Stored data entries:

=== Section Start ===

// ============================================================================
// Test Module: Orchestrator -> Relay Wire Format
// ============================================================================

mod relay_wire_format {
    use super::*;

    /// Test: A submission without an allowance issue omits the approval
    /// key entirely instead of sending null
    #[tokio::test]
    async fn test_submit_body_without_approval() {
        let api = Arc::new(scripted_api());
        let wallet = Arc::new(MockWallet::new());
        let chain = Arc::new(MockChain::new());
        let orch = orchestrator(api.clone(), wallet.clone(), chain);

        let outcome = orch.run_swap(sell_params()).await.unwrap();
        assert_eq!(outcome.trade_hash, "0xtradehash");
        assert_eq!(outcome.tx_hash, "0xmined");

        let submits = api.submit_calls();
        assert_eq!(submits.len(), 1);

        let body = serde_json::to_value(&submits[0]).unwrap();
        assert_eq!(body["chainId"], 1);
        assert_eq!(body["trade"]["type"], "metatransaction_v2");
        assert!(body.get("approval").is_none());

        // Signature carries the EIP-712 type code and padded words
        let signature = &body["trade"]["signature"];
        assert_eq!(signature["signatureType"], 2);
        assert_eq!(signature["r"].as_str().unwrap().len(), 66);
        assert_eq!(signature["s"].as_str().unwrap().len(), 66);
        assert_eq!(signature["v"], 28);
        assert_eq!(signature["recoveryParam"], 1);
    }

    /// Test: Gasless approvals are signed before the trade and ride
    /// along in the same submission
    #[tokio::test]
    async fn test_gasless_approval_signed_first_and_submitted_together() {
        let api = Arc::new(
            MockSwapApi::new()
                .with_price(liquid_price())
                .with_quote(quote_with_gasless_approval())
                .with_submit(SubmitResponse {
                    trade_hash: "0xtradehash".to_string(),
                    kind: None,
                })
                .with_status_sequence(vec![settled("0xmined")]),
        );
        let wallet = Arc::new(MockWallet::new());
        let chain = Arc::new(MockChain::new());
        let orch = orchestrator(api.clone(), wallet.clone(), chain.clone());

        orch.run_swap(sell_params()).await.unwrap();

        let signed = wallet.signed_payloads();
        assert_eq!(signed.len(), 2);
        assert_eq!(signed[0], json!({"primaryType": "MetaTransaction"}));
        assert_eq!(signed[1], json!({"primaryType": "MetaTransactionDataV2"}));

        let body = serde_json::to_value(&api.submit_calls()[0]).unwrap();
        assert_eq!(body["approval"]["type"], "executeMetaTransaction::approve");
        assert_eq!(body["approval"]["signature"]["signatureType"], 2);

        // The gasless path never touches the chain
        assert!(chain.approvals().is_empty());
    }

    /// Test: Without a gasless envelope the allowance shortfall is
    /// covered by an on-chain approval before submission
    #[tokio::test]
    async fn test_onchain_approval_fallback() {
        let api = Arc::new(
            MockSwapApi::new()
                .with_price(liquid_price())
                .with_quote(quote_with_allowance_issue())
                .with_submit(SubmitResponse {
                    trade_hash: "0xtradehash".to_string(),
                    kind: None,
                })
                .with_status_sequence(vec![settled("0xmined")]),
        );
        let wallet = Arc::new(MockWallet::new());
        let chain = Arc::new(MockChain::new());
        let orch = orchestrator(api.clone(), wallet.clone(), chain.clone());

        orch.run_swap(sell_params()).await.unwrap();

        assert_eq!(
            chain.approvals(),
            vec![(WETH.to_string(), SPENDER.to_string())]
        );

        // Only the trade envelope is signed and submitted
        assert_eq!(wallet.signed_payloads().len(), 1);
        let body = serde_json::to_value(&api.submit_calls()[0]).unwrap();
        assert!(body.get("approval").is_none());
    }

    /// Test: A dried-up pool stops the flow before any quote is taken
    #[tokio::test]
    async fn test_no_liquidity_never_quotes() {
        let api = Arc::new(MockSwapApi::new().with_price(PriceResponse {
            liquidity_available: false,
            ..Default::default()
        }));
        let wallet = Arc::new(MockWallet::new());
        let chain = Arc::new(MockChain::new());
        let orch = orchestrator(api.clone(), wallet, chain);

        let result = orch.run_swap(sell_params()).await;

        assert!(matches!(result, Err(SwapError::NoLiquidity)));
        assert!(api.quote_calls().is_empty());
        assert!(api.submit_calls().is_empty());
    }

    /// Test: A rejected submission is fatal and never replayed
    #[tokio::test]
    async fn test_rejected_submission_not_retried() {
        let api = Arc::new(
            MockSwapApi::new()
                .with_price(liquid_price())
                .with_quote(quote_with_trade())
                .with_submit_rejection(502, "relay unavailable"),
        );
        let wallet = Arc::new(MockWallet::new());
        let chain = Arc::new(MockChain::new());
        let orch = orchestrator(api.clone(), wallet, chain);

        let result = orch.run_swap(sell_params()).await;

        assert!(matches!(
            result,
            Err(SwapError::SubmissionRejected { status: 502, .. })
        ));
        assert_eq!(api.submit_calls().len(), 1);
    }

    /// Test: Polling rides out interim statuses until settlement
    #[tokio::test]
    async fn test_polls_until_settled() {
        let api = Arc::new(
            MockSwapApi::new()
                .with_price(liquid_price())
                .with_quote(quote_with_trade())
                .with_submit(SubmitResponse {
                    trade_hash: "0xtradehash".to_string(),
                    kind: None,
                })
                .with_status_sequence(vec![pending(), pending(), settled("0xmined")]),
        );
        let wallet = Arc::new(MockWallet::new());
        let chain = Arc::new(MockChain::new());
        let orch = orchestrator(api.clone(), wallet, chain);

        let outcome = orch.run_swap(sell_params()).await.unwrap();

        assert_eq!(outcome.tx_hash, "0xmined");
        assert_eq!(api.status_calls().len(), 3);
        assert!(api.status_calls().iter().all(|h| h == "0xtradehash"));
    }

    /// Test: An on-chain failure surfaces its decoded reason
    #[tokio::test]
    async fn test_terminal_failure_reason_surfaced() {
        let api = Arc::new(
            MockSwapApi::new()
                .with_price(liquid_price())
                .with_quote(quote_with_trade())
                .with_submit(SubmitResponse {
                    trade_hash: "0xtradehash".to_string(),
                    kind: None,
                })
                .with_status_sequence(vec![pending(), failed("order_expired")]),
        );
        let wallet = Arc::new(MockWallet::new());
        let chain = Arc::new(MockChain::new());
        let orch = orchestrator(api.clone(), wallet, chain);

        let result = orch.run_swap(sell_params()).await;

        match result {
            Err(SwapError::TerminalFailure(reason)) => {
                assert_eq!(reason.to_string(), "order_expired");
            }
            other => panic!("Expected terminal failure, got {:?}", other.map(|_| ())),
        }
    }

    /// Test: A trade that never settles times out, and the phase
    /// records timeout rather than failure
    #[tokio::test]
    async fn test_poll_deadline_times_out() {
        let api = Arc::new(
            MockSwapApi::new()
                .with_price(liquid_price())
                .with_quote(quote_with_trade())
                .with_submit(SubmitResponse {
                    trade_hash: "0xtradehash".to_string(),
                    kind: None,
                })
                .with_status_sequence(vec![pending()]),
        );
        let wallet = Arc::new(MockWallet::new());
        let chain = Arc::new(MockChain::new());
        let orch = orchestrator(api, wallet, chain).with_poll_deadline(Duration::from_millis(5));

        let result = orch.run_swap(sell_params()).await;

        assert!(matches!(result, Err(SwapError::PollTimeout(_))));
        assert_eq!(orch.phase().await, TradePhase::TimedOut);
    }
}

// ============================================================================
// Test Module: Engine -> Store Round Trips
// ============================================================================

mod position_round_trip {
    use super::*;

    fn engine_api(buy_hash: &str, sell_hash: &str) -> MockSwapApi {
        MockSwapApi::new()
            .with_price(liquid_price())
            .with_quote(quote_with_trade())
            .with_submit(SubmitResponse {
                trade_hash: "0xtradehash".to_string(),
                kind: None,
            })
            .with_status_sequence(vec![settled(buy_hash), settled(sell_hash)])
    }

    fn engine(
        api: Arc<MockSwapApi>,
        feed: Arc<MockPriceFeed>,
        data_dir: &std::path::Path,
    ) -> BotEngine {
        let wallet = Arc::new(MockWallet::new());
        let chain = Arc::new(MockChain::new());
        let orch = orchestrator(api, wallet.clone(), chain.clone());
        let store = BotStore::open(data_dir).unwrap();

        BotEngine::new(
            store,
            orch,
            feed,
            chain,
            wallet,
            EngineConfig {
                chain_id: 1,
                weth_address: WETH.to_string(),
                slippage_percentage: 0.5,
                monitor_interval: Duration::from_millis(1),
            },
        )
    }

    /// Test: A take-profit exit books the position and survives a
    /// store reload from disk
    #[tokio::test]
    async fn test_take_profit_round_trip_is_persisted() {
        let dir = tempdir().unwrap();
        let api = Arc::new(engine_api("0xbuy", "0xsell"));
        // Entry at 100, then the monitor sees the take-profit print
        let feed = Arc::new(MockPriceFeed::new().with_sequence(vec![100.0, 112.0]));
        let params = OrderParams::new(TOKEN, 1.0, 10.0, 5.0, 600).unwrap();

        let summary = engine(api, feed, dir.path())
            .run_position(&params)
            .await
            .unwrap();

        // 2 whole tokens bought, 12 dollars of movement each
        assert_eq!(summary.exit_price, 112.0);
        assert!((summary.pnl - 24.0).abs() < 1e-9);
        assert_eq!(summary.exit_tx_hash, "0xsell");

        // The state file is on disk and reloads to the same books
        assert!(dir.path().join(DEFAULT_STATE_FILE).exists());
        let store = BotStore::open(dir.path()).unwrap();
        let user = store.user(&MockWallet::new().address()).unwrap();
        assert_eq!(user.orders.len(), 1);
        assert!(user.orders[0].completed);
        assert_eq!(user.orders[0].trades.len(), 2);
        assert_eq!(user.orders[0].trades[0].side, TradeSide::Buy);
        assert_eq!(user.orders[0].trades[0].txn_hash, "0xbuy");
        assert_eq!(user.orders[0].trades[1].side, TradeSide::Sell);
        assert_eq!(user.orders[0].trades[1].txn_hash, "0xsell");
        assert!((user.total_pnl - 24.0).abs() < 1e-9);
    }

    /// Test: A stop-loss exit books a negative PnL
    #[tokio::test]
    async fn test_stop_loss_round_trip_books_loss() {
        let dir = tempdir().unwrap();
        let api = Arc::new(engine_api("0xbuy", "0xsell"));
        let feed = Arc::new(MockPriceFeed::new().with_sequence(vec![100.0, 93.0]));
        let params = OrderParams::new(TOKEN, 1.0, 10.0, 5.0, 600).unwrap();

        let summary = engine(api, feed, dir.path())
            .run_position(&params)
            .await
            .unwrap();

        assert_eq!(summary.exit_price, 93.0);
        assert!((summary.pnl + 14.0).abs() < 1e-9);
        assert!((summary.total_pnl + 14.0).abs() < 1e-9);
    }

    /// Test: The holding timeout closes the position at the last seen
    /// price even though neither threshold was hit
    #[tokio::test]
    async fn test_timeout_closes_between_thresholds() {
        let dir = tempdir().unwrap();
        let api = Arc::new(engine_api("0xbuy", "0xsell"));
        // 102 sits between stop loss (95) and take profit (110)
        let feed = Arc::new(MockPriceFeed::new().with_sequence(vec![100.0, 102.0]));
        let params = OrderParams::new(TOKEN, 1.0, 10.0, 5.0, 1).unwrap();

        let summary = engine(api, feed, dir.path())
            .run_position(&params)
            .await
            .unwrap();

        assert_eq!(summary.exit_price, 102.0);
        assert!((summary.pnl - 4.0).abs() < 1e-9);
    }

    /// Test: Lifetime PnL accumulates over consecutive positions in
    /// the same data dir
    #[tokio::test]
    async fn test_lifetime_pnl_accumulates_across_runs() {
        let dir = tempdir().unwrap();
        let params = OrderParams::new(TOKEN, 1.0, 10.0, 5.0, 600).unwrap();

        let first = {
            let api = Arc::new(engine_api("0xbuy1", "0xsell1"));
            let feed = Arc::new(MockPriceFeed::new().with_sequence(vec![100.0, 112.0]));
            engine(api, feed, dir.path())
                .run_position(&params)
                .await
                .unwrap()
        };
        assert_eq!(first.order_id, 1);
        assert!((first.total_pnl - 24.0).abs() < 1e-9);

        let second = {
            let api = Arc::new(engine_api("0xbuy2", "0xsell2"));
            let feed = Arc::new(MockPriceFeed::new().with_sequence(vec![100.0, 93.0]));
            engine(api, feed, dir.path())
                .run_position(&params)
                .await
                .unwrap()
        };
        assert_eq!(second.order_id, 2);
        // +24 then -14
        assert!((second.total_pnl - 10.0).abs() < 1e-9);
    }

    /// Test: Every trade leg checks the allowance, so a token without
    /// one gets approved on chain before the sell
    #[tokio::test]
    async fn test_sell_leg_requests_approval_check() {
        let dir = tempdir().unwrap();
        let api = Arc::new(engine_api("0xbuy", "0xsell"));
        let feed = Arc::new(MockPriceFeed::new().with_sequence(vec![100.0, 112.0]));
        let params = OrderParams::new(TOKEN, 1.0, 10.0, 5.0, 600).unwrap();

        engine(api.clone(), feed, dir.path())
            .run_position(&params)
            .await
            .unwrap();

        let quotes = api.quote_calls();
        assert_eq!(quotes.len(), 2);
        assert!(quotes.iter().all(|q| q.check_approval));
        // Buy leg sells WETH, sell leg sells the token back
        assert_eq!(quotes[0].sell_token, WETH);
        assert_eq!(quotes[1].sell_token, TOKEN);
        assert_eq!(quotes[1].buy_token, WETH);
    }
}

=== Section End ===

WHAT YOU HAVE TO DO:
Copy out the range of lines above starting at the line with "of movement each" and ending at the line with "the last seen", exactly and including both.

ANSWER:
        // 2 whole tokens bought, 12 dollars of movement each
        assert_eq!(summary.exit_price, 112.0);
        assert!((summary.pnl - 24.0).abs() < 1e-9);
        assert_eq!(summary.exit_tx_hash, "0xsell");

        // The state file is on disk and reloads to the same books
        assert!(dir.path().join(DEFAULT_STATE_FILE).exists());
        let store = BotStore::open(dir.path()).unwrap();
        let user = store.user(&MockWallet::new().address()).unwrap();
        assert_eq!(user.orders.len(), 1);
        assert!(user.orders[0].completed);
        assert_eq!(user.orders[0].trades.len(), 2);
        assert_eq!(user.orders[0].trades[0].side, TradeSide::Buy);
        assert_eq!(user.orders[0].trades[0].txn_hash, "0xbuy");
        assert_eq!(user.orders[0].trades[1].side, TradeSide::Sell);
        assert_eq!(user.orders[0].trades[1].txn_hash, "0xsell");
        assert!((user.total_pnl - 24.0).abs() < 1e-9);
    }

    /// Test: A stop-loss exit books a negative PnL
    #[tokio::test]
    async fn test_stop_loss_round_trip_books_loss() {
        let dir = tempdir().unwrap();
        let api = Arc::new(engine_api("0xbuy", "0xsell"));
        let feed = Arc::new(MockPriceFeed::new().with_sequence(vec![100.0, 93.0]));
        let params = OrderParams::new(TOKEN, 1.0, 10.0, 5.0, 600).unwrap();

        let summary = engine(api, feed, dir.path())
            .run_position(&params)
            .await
            .unwrap();

        assert_eq!(summary.exit_price, 93.0);
        assert!((summary.pnl + 14.0).abs() < 1e-9);
        assert!((summary.total_pnl + 14.0).abs() < 1e-9);
    }

    /// Test: The holding timeout closes the position at the last seen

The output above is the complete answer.